Under the new charter introduced this year, this process of institutional change is to be further extended. BBC TV’s programme making, with a few exceptions, will be fully marketised and open to the private sector, as will a majority of the BBC’s radio output.
Corbynism seeks to develop a political movement that can transcend neoliberalism. It therefore finds itself at odds with the prevailing culture of the contemporary BBC, which in any case has always been orientated towards mainstream politics. Corbyn’s supporters have been highly critical of the Corporation’s political reporting, with Kuenssberg being a particular focus of complaints. And in a Vice documentary, Corbyn himself complained that: “There is not one story on any election anywhere in the UK that the BBC will not spin into a problem for me. It’s obsessive beyond belief.”

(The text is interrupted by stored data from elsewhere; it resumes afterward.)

// File: starter-socket/src/transport.rs
// Purpose: Transport abstraction and the in-process memory transport

use async_trait::async_trait;
use tokio::sync::mpsc;

use crate::error::TransportError;

/// Close code of a normal shutdown
pub const NORMAL_CLOSURE: u16 = 1000;
/// Close code reported when the channel drops without a close frame
pub const ABNORMAL_CLOSURE: u16 = 1006;

/// What the client asks the channel to do
#[derive(Debug, Clone, PartialEq)]
pub enum Outgoing {
    Text(String),
    Close { code: u16, reason: String },
}

/// What the channel reports back
#[derive(Debug, Clone, PartialEq)]
pub enum TransportEvent {
    Message(String),
    Error(String),
    Closed { code: u16, reason: String },
}

/// An open channel
#[derive(Debug)]
pub struct Connection {
    pub outgoing: mpsc::UnboundedSender<Outgoing>,
    pub incoming: mpsc::UnboundedReceiver<TransportEvent>,
}

/// Opens bidirectional message channels
#[async_trait]
pub trait Transport: Send + Sync {
    /// Resolves once the channel is open
    async fn connect(&self, url: &str) -> Result<Connection, TransportError>;
}

/// Loopback transport. Every `connect` hands the far end of the channel to
/// the paired [`MemoryServer`].
#[derive(Debug, Clone)]
pub struct MemoryTransport {
    accept_tx: mpsc::UnboundedSender<MemoryPeer>,
}

/// Accepting side of a [`MemoryTransport`]. Dropping it makes further
/// connects fail.
#[derive(Debug)]
pub struct MemoryServer {
    accept_rx: mpsc::UnboundedReceiver<MemoryPeer>,
}

impl MemoryTransport {
    pub fn pair() -> (MemoryTransport, MemoryServer) {
        let (accept_tx, accept_rx) = mpsc::unbounded_channel();
        (MemoryTransport { accept_tx }, MemoryServer { accept_rx })
    }
}

#[async_trait]
impl Transport for MemoryTransport {
    async fn connect(&self, url: &str) -> Result<Connection, TransportError> {
        let (out_tx, out_rx) = mpsc::unbounded_channel();
        let (in_tx, in_rx) = mpsc::unbounded_channel();

        let peer = MemoryPeer {
            url: url.to_string(),
            incoming: out_rx,
            outgoing: in_tx,
        };
        self.accept_tx.send(peer).map_err(|_| TransportError::Connect {
            url: url.to_string(),
            reason: "memory server is gone".to_string(),
        })?;

        Ok(Connection {
            outgoing: out_tx,
            incoming: in_rx,
        })
    }
}

impl MemoryServer {
    /// Next connection opened by the paired transport
    pub async fn accept(&mut self) -> Option<MemoryPeer> {
        self.accept_rx.recv().await
    }
}

/// Server-side end of one memory connection
#[derive(Debug)]
pub struct MemoryPeer {
    url: String,
    incoming: mpsc::UnboundedReceiver<Outgoing>,
    outgoing: mpsc::UnboundedSender<TransportEvent>,
}

impl MemoryPeer {
    /// URL the client connected with
    pub fn url(&self) -> &str {
        &self.url
    }

    /// Next frame sent by the client
    pub async fn recv(&mut self) -> Option<Outgoing> {
        self.incoming.recv().await
    }

    pub fn send_text(&self, text: impl Into<String>) -> Result<(), TransportError> {
        self.push(TransportEvent::Message(text.into()))
    }

    pub fn send_error(&self, message: impl Into<String>) -> Result<(), TransportError> {
        self.push(TransportEvent::Error(message.into()))
    }

    pub fn close(&self, code: u16, reason: impl Into<String>) -> Result<(), TransportError> {
        self.push(TransportEvent::Closed {
            code,
            reason: reason.into(),
        })
    }

    fn push(&self, event: TransportEvent) -> Result<(), TransportError> {
        self.outgoing.send(event).map_err(|_| TransportError::Closed)
    }
}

Naturally, this has been dismissed in some quarters as unfounded paranoia. But again it is supported by the research – and concerns have also been raised from surprising quarters. Speaking on BBC Radio 4’s World at One back in May, the former BBC chair, Sir Michael Lyons, referred to “some quite extraordinary attacks on the elected leader of the Labour party”.
Where’s the harm?
Does any of this matter? As Greenslade notes, it doesn’t seem to have dented Corbyn’s popularity with Labour party members – as was clear enough from his increased mandate in his second leadership election victory. But it seems unlikely that the relentlessly negative reporting will have had no impact on broader public perceptions of Corbyn and the direction of the party under his leadership. And this is what would matter in a general election.

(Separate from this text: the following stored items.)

// File: starter-socket/src/client.rs
// Purpose: Socket client with typed events and request/reply over a transport

use std::sync::atomic::{AtomicBool, Ordering};
use std::sync::{Arc, Mutex, PoisonError};
use std::time::Duration;

use serde::Deserialize;
use serde_json::{json, Value};
use starter_events::{NsEmitter, Subscription};
use tokio::sync::{mpsc, oneshot};
use tokio::task::JoinHandle;

use crate::config::ClientConfig;
use crate::error::{RequestError, SocketResult, TransportError};
use crate::transport::{Connection, Outgoing, Transport, TransportEvent, NORMAL_CLOSURE};
use crate::ws::WebSocketTransport;

/// Event emitted for malformed frames and channel failures
pub const ERROR_EVENT: &str = "error";
/// Event emitted when the channel closes
pub const CLOSE_EVENT: &str = "close";

/// Wire frame: `{"type": ..., "payload": ...}`
#[derive(Debug, Deserialize)]
struct Frame {
    #[serde(rename = "type")]
    kind: String,
    #[serde(default)]
    payload: Value,
}

/// Live connection state
struct Link {
    outgoing: mpsc::UnboundedSender<Outgoing>,
    open: Arc<AtomicBool>,
    receiver: JoinHandle<()>,
}

impl Link {
    fn is_open(&self) -> bool {
        self.open.load(Ordering::SeqCst) && !self.outgoing.is_closed()
    }
}

/// Client for a `{type, payload}` message protocol.
///
/// Incoming frames are emitted under their `type` with the payload as
/// argument, so handlers subscribe with [`SocketClient::on`] or to a whole
/// namespace with [`SocketClient::on_namespace`]. [`SocketClient::request`]
/// pairs a message with the next frame of the same type.
pub struct SocketClient {
    config: ClientConfig,
    transport: Arc<dyn Transport>,
    emitter: NsEmitter<Value>,
    link: Mutex<Option<Link>>,
}

impl SocketClient {
    /// Client over a WebSocket transport
    pub fn new(config: ClientConfig) -> Self {
        Self::with_transport(config, WebSocketTransport::new())
    }

    pub fn with_transport(config: ClientConfig, transport: impl Transport + 'static) -> Self {
        Self {
            config,
            transport: Arc::new(transport),
            emitter: NsEmitter::new(),
            link: Mutex::new(None),
        }
    }

    pub fn config(&self) -> &ClientConfig {
        &self.config
    }

    /// Connection URL including the encoded params
    pub fn url(&self) -> String {
        self.config.url()
    }

    pub fn is_connected(&self) -> bool {
        self.lock_link().as_ref().map_or(false, Link::is_open)
    }

    /// Open a fresh connection, closing any current one first
    pub async fn connect(&self) -> SocketResult<()> {
        self.disconnect();

        let url = self.url();
        tracing::debug!(url = %url, "connecting");
        let connection = match self.transport.connect(&url).await {
            Ok(connection) => connection,
            Err(e) => {
                tracing::error!("Failed to connect to {}: {}", url, e);
                self.emitter.emit(ERROR_EVENT, &json!({ "error": e.to_string() }));
                return Err(e.into());
            }
        };

        let Connection { outgoing, incoming } = connection;
        let open = Arc::new(AtomicBool::new(true));
        let receiver = tokio::spawn(receive_loop(incoming, self.emitter.clone(), open.clone()));

        let previous = self.lock_link().replace(Link {
            outgoing,
            open,
            receiver,
        });
        // A concurrent connect may have raced this one
        if let Some(previous) = previous {
            previous.receiver.abort();
        }
        Ok(())
    }

    /// Close the connection with code 1000 and the presence id as reason
    pub fn disconnect(&self) {
        let Some(link) = self.lock_link().take() else {
            return;
        };
        if link.is_open() {
            let reason = self.config.presence_id.clone().unwrap_or_default();
            tracing::debug!(reason = %reason, "disconnecting");
            let _ = link.outgoing.send(Outgoing::Close {
                code: NORMAL_CLOSURE,
                reason: reason.clone(),
            });
            link.open.store(false, Ordering::SeqCst);
            link.receiver.abort();
            self.emitter
                .emit(CLOSE_EVENT, &json!({ "code": NORMAL_CLOSURE, "reason": reason }));
        } else {
            link.receiver.abort();
        }
    }

    /// Send `message` as JSON, connecting first when needed
    pub async fn send(&self, message: &Value) -> SocketResult<()> {
        let text = serde_json::to_string(message)?;
        self.send_text(text).await
    }

    /// Send a raw text frame, connecting first when needed
    pub async fn send_text(&self, text: impl Into<String>) -> SocketResult<()> {
        if !self.is_connected() {
            self.connect().await?;
        }
        let sender = self
            .lock_link()
            .as_ref()
            .map(|link| link.outgoing.clone())
            .ok_or(TransportError::Closed)?;
        sender
            .send(Outgoing::Text(text.into()))
            .map_err(|_| TransportError::Closed)?;
        Ok(())
    }

    /// [`SocketClient::request_with_timeout`] with the configured timeout
    pub async fn request(&self, message: Value) -> Result<Value, RequestError> {
        self.request_with_timeout(message, self.config.request_timeout())
            .await
    }

    /// Send `message` and wait for the next frame of the same `type`.
    ///
    /// A reply payload carrying `isError: true` fails with
    /// [`RequestError::Remote`]. `None` or a zero duration waits forever. The
    /// reply listener is gone once this returns, whatever the outcome.
    pub async fn request_with_timeout(
        &self,
        message: Value,
        timeout: Option<Duration>,
    ) -> Result<Value, RequestError> {
        let kind = message
            .get("type")
            .and_then(Value::as_str)
            .filter(|t| !t.is_empty())
            .ok_or(RequestError::MissingType)?
            .to_string();

        let (reply_tx, reply_rx) = oneshot::channel::<Value>();
        let reply_tx = Mutex::new(Some(reply_tx));
        let subscription = self.emitter.once(&kind, move |reply| {
            let sender = reply_tx.lock().unwrap_or_else(PoisonError::into_inner).take();
            if let Some(sender) = sender {
                let _ = sender.send(reply.clone());
            }
        });

        let exchange = async {
            match self.send(&message).await {
                Ok(()) => reply_rx.await.map_err(|_| RequestError::Cancelled),
                Err(e) => Err(RequestError::Socket(e)),
            }
        };
        let outcome = match timeout.filter(|d| !d.is_zero()) {
            Some(limit) => match tokio::time::timeout(limit, exchange).await {
                Ok(result) => result,
                Err(_) => Err(RequestError::Timeout(limit)),
            },
            None => exchange.await,
        };
        subscription.unsubscribe();

        let reply = outcome.map_err(|e| {
            tracing::warn!(request = %kind, "request failed: {}", e);
            e
        })?;
        if reply.get("isError").and_then(Value::as_bool) == Some(true) {
            return Err(RequestError::Remote(reply));
        }
        Ok(reply)
    }

    /// Subscribe to frames of `event`
    pub fn on<F>(&self, event: &str, handler: F) -> Subscription
    where
        F: Fn(&Value) + Send + Sync + 'static,
    {
        self.emitter.on(event, handler)
    }

    pub fn once<F>(&self, event: &str, handler: F) -> Subscription
    where
        F: Fn(&Value) + Send + Sync + 'static,
    {
        self.emitter.once(event, handler)
    }

    /// Subscribe to every event under `namespace` (e.g. `"chat:"`)
    pub fn on_namespace<F>(&self, namespace: &str, handler: F) -> Subscription
    where
        F: Fn(&str, &Value) + Send + Sync + 'static,
    {
        self.emitter.on_namespace(namespace, handler)
    }

    pub fn once_namespace<F>(&self, namespace: &str, handler: F) -> Subscription
    where
        F: Fn(&str, &Value) + Send + Sync + 'static,
    {
        self.emitter.once_namespace(namespace, handler)
    }

    fn lock_link(&self) -> std::sync::MutexGuard<'_, Option<Link>> {
        self.link.lock().unwrap_or_else(PoisonError::into_inner)
    }
}

impl Drop for SocketClient {
    fn drop(&mut self) {
        if let Some(link) = self.lock_link().take() {
            link.receiver.abort();
        }
    }
}

async fn receive_loop(
    mut incoming: mpsc::UnboundedReceiver<TransportEvent>,
    emitter: NsEmitter<Value>,
    open: Arc<AtomicBool>,
) {
    while let Some(event) = incoming.recv().await {
        match event {
            TransportEvent::Message(text) => dispatch_frame(&emitter, text),
            TransportEvent::Error(error) => {
                tracing::error!("Socket error: {}", error);
                emitter.emit(ERROR_EVENT, &json!({ "error": error }));
            }
            TransportEvent::Closed { code, reason } => {
                open.store(false, Ordering::SeqCst);
                tracing::debug!(code, reason = %reason, "connection closed");
                emitter.emit(CLOSE_EVENT, &json!({ "code": code, "reason": reason }));
                return;
            }
        }
    }
    open.store(false, Ordering::SeqCst);
}

fn dispatch_frame(emitter: &NsEmitter<Value>, data: String) {
    match serde_json::from_str::<Frame>(&data) {
        Ok(frame) => emitter.emit(&frame.kind, &frame.payload),
        Err(e) => {
            tracing::warn!("Failed to parse frame: {}", e);
            emitter.emit(ERROR_EVENT, &json!({ "data": data, "error": e.to_string() }));
        }
    }
}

But elections aside, the way the news media is structured matters a great deal on a day-to-day basis. It’s not so much that it tends to legitimate the status quo – which it does – but that the structure of the media gives strategic advantages to certain actors. This is well illustrated by the struggles in the Labour Party where the Blairite faction, though it has been unable to offer anything at the level of political ideas in response to Corbyn, has been able to make good use of the news media in its attempts to oust the left-wing leadership.

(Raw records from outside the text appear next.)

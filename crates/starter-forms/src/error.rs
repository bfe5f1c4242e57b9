// File: starter-forms/src/error.rs
// Purpose: Errors raised while building validation rules

use thiserror::Error;

/// Rule construction failures. Validation failures themselves are data
/// ([`crate::Validation::Invalid`]) and never surface here.
#[derive(Debug, Error)]
pub enum RuleError {
    #[error("unknown validation rule '{0}'")]
    UnknownRule(String),

    #[error("invalid options for rule '{rule}': {source}")]
    InvalidOptions {
        rule: String,
        #[source]
        source: serde_json::Error,
    },

    #[error("invalid pattern '{pattern}': {source}")]
    InvalidPattern {
        pattern: String,
        #[source]
        source: regex::Error,
    },
}

pub type RuleResult<T> = Result<T, RuleError>;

Movements are of course able to achieve successes in spite of media “bias” – and even outright hostility – especially with the opportunities afforded by new media. We can see this in the resilience of the Labour leadership, and arguably too in the ascendancy of Trump, who while obviously very much part of the US elite, was certainly not the favoured candidate of the establishment.
We should not overstate the power of the media. But the fact that its overall politics and structure is weighed heavily in favour of elite interests certainly has important consequences for the operation of mainstream politics, and presents significant challenges for any transformative political project.